[[ Input, beginning ]]
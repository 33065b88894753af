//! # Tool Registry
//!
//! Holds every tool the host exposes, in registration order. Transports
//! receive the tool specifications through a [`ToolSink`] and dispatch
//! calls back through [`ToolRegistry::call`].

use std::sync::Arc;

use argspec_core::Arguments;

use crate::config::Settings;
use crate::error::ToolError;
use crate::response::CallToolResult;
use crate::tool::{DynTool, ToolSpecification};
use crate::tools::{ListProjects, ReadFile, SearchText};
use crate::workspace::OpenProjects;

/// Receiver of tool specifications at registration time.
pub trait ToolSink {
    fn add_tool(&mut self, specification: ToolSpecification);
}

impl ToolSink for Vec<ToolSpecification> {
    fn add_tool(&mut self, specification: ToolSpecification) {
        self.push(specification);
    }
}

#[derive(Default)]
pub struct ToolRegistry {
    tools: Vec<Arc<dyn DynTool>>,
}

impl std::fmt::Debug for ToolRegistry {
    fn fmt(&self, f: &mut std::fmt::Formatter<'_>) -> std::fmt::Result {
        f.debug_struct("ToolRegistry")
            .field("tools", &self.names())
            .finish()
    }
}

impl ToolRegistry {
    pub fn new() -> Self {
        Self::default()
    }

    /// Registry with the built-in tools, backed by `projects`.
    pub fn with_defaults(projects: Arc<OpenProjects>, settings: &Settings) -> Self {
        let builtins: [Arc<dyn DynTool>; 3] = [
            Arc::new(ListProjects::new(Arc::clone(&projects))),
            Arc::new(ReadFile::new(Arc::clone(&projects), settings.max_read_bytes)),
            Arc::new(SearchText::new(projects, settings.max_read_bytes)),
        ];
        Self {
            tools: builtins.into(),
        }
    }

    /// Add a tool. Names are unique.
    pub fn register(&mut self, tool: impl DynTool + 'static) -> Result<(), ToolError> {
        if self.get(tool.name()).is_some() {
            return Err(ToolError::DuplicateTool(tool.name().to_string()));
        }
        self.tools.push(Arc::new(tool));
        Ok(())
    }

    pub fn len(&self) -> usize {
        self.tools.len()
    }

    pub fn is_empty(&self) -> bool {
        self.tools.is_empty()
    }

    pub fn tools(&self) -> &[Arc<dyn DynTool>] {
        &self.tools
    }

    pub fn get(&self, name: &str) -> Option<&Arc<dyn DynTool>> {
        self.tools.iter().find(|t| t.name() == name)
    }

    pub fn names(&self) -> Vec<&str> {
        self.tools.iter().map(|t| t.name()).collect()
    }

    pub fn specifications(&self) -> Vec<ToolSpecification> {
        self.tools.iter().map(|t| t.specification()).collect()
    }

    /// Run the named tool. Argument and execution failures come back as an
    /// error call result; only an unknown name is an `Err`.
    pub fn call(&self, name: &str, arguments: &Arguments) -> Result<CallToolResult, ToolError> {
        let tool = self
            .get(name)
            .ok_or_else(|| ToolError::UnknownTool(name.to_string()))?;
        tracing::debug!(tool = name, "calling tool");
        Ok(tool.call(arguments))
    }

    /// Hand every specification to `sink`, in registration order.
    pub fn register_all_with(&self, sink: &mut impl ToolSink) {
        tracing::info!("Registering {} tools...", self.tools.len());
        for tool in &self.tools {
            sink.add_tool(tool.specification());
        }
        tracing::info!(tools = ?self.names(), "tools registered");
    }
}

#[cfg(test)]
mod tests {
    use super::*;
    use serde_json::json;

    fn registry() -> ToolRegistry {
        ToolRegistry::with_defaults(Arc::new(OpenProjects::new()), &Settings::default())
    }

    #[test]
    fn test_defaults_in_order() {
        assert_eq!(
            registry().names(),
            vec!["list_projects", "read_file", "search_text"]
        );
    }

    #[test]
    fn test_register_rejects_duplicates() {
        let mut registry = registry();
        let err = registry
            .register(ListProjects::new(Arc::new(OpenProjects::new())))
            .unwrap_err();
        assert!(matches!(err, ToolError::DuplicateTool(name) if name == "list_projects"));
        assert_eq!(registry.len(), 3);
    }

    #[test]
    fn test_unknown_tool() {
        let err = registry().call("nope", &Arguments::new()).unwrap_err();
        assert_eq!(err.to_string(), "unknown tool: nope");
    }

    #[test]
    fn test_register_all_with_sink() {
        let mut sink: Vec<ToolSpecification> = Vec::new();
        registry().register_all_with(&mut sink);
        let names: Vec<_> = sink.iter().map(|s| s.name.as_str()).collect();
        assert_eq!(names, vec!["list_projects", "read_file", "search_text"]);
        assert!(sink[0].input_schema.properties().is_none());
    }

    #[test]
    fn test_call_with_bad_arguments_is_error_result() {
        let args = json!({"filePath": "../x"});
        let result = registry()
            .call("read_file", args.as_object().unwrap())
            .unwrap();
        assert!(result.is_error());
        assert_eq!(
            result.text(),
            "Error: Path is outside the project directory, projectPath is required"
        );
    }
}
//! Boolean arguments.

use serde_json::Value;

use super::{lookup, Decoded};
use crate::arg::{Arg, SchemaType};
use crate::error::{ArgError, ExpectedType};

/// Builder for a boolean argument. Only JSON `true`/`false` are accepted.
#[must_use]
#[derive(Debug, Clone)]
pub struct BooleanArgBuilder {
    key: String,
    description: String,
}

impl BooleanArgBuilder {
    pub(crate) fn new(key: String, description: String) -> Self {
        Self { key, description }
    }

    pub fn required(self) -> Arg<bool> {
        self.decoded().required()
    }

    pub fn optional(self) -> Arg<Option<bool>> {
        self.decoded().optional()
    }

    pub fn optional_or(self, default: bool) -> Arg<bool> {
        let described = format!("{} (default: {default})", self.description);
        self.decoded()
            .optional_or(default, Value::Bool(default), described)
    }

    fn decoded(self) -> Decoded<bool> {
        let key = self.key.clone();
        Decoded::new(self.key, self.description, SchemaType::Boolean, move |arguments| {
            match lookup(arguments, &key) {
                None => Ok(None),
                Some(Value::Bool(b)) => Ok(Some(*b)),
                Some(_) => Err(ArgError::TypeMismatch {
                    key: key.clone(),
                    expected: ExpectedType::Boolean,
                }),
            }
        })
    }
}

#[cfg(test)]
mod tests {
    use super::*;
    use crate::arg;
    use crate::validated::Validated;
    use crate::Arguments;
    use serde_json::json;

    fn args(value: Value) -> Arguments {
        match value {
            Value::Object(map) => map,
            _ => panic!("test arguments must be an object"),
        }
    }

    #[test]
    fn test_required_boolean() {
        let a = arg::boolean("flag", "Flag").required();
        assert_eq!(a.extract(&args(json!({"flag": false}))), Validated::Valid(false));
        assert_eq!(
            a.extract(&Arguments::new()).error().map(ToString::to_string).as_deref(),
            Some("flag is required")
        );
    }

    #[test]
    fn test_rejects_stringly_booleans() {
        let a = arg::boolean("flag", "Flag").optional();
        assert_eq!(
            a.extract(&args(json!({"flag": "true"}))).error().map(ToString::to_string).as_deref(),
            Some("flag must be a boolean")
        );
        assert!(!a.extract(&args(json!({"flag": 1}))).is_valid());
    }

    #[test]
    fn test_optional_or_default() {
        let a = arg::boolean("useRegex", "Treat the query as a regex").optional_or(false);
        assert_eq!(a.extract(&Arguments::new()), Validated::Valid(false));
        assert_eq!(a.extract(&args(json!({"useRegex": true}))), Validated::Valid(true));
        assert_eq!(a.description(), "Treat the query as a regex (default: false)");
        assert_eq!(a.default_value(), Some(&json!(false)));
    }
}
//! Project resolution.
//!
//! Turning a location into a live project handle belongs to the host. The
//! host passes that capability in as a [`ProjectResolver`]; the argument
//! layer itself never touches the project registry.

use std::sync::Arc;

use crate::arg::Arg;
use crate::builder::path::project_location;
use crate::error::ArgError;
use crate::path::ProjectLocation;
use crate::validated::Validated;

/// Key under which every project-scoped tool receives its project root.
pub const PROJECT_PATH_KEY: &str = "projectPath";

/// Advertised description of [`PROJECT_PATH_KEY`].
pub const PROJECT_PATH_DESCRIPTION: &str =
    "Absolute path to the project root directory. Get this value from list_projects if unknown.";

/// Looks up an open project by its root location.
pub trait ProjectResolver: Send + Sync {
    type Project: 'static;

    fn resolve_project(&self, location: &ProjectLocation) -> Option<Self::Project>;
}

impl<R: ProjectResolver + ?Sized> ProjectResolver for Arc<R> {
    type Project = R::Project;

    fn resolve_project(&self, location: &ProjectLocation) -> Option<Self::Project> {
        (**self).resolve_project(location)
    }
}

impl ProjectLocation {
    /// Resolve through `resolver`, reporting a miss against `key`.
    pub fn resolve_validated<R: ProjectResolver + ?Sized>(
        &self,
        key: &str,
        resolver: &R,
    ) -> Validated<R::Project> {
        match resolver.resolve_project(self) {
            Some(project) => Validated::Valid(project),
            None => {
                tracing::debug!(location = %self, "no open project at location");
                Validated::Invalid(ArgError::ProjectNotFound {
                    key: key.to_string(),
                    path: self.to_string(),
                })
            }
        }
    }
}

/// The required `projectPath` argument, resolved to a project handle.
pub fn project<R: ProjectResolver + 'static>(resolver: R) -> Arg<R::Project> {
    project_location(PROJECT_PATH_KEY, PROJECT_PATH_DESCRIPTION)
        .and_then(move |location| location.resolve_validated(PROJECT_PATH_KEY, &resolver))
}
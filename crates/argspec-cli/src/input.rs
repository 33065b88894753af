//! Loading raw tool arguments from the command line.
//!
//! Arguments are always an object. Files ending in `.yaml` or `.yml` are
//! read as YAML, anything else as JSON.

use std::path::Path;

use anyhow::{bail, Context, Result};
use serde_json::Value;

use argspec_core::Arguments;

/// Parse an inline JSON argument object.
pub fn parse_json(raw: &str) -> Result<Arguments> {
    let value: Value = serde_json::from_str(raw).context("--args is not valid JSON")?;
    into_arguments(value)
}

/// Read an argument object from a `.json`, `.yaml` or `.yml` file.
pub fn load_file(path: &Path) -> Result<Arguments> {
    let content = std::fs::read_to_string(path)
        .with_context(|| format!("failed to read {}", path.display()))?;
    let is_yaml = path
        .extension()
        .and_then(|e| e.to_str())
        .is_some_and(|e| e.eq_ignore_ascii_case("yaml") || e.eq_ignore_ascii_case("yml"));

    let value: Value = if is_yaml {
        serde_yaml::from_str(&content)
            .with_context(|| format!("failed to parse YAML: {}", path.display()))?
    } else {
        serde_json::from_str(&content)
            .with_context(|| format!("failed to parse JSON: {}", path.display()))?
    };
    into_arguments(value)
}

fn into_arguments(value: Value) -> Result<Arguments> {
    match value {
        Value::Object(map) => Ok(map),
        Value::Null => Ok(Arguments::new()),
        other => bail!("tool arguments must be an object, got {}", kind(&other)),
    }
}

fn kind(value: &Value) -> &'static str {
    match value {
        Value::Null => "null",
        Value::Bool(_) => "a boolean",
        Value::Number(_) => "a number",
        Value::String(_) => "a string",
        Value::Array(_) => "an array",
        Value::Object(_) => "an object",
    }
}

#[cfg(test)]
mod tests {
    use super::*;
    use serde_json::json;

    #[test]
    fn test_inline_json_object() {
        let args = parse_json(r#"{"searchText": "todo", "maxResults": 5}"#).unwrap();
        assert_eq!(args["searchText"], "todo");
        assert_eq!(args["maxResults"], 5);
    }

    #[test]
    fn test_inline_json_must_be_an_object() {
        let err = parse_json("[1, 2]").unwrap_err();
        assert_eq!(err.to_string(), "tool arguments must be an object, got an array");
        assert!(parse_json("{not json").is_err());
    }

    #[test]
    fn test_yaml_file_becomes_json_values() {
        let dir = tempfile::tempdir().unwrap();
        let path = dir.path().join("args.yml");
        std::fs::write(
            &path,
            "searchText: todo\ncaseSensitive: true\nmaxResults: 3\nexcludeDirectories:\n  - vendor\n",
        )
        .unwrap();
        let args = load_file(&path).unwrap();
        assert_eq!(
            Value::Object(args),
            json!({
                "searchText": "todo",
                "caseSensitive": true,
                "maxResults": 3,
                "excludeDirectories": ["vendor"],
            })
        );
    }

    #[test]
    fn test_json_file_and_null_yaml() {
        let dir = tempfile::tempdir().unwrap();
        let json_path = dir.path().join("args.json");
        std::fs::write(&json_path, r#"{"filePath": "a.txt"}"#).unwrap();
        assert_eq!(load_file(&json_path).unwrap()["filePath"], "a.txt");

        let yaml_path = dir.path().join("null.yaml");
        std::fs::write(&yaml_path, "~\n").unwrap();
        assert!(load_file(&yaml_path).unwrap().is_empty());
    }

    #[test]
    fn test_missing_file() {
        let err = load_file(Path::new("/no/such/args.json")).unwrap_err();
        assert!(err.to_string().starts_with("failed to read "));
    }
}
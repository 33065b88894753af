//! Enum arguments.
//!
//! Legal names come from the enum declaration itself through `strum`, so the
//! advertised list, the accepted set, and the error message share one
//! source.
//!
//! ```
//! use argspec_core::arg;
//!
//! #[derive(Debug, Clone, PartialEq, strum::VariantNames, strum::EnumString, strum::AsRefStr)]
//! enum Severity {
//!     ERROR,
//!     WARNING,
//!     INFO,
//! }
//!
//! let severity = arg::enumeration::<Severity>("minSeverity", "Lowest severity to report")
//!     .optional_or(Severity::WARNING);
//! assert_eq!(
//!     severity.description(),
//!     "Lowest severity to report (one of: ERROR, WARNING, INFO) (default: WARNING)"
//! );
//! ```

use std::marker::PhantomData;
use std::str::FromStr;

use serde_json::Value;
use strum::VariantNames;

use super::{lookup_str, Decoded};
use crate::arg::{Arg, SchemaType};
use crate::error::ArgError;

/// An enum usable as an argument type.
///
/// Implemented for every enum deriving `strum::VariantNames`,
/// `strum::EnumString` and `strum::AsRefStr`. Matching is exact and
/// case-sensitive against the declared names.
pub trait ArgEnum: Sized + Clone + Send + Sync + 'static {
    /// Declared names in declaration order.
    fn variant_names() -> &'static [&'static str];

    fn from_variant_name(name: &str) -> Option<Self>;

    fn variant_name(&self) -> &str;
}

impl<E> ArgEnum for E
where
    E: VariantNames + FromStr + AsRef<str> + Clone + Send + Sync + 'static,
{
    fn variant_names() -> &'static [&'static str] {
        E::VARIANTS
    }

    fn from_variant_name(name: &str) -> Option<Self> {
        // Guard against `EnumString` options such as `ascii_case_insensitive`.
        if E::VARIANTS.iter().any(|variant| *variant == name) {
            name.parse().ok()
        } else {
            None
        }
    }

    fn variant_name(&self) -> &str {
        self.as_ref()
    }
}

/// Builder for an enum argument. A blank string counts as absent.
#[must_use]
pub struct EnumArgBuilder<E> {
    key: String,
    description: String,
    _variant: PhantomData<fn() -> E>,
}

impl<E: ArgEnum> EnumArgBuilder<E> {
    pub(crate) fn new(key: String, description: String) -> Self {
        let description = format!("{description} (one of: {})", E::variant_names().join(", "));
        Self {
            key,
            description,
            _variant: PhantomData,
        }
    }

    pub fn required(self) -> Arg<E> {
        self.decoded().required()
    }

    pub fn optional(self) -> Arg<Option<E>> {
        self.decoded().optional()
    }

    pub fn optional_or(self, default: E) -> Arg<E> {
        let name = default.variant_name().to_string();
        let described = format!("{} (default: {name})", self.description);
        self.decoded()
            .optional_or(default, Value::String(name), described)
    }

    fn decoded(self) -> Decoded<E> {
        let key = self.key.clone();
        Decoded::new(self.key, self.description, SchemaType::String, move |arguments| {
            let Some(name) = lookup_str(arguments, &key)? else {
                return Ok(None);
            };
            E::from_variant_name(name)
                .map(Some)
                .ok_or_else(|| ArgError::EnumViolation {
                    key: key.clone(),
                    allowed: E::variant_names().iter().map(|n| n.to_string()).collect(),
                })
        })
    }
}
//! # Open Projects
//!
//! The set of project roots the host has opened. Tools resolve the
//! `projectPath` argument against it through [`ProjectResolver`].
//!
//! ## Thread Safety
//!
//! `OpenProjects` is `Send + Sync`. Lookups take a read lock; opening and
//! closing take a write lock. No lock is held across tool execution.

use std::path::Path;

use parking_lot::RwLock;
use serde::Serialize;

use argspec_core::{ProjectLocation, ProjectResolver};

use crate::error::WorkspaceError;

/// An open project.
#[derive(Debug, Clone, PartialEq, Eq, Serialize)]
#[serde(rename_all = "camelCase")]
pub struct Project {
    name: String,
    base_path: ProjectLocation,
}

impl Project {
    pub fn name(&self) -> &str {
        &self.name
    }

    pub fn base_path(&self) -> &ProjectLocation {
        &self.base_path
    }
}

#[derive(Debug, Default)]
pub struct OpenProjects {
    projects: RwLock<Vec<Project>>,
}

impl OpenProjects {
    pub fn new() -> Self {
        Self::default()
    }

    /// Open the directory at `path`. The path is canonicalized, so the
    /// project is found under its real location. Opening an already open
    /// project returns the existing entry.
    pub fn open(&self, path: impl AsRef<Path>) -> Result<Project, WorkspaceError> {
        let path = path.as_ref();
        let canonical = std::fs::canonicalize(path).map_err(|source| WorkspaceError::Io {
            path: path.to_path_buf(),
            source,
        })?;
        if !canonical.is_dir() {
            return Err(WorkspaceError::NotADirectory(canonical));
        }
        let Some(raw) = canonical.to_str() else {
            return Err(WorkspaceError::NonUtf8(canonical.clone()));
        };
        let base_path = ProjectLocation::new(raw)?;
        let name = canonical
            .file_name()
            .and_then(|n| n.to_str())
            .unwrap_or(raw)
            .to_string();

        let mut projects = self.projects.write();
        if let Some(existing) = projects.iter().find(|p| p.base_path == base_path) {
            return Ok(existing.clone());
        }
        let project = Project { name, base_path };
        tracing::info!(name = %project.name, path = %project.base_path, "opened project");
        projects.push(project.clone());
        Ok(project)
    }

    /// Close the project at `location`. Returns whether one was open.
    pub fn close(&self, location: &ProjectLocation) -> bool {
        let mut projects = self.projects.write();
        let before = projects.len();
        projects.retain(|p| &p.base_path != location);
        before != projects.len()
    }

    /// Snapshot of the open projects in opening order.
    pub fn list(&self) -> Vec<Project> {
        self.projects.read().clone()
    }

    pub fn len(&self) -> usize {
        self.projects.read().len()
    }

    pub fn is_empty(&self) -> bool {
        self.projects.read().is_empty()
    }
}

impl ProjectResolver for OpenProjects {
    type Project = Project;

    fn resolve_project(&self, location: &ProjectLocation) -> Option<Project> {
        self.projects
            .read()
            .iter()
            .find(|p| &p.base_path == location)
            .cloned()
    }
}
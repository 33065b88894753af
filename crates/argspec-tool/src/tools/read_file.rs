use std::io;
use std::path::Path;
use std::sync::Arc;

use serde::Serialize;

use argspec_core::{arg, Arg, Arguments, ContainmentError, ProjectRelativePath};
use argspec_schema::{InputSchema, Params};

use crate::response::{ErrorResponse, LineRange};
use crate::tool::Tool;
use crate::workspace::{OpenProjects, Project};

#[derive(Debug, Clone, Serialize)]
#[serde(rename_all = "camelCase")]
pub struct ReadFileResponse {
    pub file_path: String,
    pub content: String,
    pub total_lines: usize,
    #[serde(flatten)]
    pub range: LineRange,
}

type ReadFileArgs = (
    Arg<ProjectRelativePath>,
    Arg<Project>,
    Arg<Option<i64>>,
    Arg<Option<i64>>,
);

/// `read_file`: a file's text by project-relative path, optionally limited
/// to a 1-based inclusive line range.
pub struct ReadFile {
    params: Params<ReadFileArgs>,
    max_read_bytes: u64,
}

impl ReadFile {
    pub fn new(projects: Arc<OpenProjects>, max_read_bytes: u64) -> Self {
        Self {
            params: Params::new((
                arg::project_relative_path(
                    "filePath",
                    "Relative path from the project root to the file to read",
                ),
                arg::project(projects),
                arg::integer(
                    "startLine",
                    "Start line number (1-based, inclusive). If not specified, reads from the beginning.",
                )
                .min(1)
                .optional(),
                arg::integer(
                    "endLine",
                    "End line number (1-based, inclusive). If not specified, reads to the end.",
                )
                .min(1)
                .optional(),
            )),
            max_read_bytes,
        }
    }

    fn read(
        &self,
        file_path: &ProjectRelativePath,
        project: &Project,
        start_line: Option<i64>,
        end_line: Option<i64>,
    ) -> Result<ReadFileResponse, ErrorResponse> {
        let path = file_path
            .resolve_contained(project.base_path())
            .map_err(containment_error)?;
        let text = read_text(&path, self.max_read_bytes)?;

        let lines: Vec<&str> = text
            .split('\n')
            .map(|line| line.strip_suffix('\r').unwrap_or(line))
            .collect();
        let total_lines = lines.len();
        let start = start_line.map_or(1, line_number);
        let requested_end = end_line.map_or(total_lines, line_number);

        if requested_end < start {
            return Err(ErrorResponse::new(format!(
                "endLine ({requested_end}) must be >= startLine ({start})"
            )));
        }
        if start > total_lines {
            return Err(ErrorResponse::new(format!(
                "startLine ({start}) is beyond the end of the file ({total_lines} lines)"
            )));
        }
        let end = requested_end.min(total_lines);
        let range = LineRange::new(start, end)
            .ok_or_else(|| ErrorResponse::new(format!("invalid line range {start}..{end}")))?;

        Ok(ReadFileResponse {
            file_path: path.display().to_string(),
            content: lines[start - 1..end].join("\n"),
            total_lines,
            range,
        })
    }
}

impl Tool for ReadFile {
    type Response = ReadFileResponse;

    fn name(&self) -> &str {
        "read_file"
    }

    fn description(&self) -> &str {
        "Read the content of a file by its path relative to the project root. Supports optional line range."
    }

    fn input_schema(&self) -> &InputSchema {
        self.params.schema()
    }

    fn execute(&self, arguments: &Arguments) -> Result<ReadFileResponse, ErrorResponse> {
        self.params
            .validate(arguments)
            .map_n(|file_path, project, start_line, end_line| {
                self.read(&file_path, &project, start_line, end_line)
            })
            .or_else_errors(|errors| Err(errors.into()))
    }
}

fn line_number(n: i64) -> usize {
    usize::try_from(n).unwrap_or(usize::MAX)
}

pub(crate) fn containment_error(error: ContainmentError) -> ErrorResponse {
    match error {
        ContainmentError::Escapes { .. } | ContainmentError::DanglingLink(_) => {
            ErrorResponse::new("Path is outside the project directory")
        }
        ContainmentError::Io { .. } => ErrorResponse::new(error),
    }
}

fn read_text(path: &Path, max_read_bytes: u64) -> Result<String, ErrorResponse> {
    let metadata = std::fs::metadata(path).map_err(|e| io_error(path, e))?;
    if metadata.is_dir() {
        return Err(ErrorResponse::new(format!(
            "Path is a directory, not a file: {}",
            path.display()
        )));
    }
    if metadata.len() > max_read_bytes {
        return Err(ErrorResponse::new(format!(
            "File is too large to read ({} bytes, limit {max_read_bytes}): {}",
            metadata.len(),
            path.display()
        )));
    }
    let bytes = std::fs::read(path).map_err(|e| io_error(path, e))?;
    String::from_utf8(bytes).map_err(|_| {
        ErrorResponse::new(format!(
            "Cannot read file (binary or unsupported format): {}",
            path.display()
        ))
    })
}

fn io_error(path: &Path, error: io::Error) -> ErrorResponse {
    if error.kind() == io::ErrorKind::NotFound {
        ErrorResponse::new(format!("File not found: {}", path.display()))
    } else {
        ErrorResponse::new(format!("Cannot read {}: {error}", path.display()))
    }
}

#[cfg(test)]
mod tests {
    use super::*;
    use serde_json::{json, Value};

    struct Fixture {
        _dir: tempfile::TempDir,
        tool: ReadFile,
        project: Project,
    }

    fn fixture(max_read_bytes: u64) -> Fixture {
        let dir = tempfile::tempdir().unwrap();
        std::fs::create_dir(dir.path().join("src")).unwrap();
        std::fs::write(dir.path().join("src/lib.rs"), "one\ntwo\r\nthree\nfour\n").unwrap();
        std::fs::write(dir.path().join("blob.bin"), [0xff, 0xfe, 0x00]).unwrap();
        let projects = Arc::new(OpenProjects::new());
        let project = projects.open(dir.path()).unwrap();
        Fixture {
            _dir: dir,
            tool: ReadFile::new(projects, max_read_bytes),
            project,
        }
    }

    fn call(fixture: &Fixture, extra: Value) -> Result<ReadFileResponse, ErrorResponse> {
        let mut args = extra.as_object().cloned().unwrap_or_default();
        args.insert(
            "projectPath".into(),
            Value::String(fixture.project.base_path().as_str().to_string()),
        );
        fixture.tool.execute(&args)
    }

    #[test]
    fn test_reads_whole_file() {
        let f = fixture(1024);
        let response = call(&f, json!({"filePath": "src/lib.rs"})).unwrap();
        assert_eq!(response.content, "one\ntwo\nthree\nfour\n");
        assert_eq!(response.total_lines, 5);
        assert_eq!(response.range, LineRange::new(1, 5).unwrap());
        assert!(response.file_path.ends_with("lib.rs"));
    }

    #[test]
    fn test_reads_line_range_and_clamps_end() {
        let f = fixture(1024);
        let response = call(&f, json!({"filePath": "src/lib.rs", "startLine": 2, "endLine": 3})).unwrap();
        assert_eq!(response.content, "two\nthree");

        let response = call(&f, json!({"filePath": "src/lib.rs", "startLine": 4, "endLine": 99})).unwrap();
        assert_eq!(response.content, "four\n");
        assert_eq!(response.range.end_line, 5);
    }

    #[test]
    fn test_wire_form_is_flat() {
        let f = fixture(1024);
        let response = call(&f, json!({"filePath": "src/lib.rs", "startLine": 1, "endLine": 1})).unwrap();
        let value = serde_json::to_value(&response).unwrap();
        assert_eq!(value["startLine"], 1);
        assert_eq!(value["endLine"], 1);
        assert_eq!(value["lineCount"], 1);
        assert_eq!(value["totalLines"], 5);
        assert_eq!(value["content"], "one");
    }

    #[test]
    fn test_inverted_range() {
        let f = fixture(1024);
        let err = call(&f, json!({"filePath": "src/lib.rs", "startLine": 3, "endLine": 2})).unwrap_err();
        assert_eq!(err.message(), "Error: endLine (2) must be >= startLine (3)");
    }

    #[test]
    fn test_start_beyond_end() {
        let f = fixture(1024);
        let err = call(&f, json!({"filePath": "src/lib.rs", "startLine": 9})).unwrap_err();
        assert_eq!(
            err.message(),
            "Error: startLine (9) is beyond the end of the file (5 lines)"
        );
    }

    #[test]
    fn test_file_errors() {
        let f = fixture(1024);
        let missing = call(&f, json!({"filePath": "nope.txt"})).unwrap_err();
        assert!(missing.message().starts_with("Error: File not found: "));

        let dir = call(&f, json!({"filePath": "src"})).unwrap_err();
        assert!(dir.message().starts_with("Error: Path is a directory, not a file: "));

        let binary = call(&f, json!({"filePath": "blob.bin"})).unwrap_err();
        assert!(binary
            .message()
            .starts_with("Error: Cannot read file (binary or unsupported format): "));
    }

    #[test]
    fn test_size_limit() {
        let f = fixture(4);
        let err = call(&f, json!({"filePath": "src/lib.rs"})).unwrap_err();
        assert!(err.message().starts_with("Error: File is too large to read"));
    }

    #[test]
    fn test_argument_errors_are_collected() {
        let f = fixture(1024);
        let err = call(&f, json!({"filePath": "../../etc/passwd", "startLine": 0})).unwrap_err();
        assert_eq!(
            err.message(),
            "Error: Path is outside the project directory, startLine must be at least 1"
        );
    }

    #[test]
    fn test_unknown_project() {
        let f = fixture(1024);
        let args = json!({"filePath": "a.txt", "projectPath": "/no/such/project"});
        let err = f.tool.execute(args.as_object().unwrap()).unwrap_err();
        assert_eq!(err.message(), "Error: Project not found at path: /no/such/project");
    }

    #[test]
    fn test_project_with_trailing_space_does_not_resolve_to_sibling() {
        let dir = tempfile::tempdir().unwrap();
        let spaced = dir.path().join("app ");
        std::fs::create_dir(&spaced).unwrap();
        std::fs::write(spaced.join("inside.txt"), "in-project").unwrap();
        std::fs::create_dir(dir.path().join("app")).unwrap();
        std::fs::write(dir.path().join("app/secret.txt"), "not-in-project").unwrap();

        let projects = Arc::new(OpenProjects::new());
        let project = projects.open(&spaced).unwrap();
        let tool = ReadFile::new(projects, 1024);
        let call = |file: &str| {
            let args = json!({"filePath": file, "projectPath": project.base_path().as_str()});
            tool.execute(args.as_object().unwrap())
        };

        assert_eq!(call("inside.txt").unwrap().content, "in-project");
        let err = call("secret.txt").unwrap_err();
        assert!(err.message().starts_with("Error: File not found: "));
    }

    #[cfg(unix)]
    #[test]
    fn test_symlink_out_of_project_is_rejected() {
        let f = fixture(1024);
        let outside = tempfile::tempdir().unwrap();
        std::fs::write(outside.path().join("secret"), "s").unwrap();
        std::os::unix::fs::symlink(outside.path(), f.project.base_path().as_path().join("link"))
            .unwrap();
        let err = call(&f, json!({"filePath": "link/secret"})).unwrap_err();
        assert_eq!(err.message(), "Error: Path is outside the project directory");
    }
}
[[ Input, end ]]
Requirement — Above are the entries; copy out every line among them that contains the word "nthree".

Exercise solution —
        std::fs::write(dir.path().join("src/lib.rs"), "one\ntwo\r\nthree\nfour\n").unwrap();
        assert_eq!(response.content, "one\ntwo\nthree\nfour\n");
        assert_eq!(response.content, "two\nthree");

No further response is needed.